- [TASK REQUIREMENTS] For the word "crate", determine how many lines of the entries below contain it, and give only that number.

======== INPUT RECORDS ========

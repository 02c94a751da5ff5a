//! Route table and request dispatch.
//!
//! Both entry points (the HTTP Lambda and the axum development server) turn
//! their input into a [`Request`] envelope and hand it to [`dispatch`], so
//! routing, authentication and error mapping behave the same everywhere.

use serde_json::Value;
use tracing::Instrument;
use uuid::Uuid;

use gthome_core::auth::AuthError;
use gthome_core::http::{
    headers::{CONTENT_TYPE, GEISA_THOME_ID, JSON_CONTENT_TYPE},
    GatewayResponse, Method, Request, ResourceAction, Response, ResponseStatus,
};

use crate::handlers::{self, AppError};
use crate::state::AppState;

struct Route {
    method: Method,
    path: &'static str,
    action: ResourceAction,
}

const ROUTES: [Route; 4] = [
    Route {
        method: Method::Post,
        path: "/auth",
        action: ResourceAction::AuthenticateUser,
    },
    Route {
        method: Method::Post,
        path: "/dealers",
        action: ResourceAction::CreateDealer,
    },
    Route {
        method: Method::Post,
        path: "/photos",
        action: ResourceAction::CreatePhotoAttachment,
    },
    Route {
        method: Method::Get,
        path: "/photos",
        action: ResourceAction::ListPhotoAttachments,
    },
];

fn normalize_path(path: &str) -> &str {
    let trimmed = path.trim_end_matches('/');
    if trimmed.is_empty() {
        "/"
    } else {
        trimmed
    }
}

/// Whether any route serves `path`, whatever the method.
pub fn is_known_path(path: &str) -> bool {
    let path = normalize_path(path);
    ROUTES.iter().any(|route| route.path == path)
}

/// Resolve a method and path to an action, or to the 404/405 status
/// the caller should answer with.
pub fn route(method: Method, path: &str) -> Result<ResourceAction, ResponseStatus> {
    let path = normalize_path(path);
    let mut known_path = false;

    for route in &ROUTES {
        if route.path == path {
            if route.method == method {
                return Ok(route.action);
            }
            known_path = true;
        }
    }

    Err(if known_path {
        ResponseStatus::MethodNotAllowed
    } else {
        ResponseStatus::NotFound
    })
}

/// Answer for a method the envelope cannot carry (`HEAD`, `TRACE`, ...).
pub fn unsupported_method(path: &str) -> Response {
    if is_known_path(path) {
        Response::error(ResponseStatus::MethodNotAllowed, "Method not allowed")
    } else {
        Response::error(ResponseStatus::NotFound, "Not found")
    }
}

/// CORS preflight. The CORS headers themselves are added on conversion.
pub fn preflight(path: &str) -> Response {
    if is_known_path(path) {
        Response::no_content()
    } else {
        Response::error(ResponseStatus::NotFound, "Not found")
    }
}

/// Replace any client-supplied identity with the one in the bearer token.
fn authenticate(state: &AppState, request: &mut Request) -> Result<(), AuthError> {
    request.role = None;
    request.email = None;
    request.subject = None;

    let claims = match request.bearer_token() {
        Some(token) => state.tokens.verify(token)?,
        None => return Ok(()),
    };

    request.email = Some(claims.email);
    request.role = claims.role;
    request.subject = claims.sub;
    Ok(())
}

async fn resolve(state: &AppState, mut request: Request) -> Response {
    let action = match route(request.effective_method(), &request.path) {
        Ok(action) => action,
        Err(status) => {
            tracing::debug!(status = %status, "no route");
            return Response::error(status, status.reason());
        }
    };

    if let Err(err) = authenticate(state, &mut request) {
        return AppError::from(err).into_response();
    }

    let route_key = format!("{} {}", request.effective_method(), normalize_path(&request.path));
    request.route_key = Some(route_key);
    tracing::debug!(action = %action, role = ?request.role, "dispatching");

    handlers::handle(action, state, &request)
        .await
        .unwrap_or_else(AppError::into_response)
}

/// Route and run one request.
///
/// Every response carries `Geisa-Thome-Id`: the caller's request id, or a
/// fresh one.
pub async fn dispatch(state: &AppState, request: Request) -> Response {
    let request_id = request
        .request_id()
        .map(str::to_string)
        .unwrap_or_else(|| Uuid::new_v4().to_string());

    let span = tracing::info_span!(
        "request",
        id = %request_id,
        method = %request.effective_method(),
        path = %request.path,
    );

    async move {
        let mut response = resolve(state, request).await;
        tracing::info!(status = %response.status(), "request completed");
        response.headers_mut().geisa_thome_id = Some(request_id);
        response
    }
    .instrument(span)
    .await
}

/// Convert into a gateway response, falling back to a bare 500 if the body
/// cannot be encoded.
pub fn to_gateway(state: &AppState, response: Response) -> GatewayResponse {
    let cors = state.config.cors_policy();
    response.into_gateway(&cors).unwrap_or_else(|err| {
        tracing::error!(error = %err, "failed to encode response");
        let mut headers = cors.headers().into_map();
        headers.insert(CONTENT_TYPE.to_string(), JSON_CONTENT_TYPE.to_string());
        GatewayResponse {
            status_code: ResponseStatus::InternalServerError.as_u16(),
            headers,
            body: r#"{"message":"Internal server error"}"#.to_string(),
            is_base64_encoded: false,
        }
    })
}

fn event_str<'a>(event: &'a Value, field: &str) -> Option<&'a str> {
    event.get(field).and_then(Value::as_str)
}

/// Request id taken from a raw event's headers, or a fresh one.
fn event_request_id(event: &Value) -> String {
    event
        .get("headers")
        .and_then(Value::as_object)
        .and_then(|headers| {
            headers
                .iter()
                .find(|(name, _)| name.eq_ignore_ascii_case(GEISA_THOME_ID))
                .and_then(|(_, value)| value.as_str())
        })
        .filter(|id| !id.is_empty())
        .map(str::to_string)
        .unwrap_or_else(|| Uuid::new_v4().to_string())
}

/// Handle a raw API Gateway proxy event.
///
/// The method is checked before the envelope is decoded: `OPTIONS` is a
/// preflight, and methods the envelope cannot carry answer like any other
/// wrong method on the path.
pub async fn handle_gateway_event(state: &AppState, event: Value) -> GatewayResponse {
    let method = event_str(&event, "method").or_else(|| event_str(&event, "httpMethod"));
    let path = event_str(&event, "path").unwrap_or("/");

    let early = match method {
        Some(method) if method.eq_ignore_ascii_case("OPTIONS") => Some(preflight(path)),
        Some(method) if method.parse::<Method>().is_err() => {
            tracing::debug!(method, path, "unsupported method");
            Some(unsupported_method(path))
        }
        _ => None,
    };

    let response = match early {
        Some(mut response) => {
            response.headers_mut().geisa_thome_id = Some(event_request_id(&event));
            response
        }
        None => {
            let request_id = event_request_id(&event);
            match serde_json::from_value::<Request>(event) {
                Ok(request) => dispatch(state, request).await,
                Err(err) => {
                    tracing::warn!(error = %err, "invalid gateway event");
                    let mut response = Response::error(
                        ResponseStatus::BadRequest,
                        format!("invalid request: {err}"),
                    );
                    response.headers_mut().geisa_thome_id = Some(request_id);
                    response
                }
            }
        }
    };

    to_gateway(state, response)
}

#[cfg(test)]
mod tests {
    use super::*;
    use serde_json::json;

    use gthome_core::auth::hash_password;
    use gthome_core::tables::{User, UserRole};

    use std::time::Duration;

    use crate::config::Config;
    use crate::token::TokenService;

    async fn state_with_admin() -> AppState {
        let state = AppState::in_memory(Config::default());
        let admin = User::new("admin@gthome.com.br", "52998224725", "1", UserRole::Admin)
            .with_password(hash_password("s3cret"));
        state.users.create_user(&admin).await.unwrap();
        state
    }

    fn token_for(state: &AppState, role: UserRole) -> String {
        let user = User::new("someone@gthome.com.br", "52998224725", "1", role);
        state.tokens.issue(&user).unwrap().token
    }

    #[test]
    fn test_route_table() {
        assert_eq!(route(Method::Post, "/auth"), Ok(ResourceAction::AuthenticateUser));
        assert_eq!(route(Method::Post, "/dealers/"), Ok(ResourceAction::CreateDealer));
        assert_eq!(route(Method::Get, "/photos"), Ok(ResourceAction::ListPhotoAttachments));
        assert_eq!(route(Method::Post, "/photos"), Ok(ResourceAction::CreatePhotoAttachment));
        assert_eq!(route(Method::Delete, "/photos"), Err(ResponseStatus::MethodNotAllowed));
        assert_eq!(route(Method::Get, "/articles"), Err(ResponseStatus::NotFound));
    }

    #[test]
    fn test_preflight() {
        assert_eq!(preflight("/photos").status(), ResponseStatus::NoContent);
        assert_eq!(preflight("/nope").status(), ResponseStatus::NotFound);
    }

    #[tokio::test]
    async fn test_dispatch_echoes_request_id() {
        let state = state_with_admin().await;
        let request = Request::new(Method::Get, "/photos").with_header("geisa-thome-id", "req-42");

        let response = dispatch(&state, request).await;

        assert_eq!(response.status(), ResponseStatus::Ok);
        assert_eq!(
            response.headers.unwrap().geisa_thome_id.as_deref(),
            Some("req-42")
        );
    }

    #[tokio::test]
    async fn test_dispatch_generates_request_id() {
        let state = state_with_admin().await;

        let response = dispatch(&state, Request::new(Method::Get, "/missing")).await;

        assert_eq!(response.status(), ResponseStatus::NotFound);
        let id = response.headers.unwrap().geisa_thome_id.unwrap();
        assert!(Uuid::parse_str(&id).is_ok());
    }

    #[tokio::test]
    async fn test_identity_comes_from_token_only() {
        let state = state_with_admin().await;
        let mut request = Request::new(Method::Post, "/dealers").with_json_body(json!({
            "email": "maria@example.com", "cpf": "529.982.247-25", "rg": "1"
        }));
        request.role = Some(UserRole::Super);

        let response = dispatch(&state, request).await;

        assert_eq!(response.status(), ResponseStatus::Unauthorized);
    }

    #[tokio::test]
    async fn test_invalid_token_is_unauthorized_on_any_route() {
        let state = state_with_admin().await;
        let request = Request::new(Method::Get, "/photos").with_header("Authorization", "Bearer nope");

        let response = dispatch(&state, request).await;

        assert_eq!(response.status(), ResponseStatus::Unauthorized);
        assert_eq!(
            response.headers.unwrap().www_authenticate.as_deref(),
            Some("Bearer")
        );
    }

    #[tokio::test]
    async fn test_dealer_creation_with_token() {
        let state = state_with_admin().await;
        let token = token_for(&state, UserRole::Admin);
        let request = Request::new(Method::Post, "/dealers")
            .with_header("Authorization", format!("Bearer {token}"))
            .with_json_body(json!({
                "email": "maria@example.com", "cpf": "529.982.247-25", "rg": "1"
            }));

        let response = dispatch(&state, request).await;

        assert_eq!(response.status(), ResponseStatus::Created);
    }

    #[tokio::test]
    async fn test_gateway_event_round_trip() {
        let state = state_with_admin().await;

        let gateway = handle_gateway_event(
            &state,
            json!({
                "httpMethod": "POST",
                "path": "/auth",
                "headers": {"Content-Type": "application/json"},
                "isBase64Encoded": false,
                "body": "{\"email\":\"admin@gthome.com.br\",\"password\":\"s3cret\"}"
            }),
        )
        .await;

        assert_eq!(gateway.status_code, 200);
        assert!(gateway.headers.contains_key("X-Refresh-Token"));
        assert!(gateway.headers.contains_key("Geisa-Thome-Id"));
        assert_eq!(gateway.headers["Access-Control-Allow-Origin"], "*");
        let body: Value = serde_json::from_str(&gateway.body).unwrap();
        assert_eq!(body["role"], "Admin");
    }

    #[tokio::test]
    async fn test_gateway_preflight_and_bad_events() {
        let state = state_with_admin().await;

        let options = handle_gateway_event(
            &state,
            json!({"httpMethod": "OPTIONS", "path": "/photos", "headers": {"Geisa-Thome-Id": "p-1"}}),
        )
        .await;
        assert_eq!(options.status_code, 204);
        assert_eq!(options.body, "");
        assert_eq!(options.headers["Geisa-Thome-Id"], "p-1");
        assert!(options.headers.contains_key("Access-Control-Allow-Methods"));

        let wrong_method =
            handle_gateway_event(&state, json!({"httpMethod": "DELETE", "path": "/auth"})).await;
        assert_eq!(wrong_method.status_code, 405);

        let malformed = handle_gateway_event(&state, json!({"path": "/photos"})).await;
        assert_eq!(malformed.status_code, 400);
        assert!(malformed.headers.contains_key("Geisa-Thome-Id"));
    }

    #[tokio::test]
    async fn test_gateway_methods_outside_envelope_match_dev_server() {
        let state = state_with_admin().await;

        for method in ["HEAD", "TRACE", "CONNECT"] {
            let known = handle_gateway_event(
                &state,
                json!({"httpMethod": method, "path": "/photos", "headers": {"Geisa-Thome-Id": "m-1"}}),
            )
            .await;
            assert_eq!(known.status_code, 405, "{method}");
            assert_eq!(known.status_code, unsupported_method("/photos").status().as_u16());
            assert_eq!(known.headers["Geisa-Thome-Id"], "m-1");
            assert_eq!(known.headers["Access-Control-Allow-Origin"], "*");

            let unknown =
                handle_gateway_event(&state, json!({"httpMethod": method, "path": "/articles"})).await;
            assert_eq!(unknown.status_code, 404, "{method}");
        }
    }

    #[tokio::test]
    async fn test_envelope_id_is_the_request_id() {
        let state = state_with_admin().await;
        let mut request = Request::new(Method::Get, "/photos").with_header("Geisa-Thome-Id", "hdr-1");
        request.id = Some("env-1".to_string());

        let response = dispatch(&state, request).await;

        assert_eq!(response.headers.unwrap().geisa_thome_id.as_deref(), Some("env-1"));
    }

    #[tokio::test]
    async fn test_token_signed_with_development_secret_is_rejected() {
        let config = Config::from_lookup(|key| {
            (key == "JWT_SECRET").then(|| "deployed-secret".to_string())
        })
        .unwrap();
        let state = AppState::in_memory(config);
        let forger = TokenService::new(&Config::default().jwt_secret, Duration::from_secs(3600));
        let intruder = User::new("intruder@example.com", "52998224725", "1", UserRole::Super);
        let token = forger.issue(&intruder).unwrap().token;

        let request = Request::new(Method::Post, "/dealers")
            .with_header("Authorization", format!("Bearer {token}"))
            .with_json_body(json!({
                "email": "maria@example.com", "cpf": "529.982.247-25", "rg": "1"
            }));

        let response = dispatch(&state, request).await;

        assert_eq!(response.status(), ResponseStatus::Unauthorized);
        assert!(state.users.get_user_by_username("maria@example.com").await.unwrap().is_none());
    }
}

========
======== INPUT RECORDS ========

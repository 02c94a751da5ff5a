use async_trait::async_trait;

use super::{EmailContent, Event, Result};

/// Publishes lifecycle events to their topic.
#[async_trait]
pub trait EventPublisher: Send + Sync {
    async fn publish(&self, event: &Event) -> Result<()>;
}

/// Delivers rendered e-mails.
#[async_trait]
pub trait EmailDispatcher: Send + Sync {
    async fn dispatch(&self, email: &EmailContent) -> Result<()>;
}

========

- [THE ANSWER] 4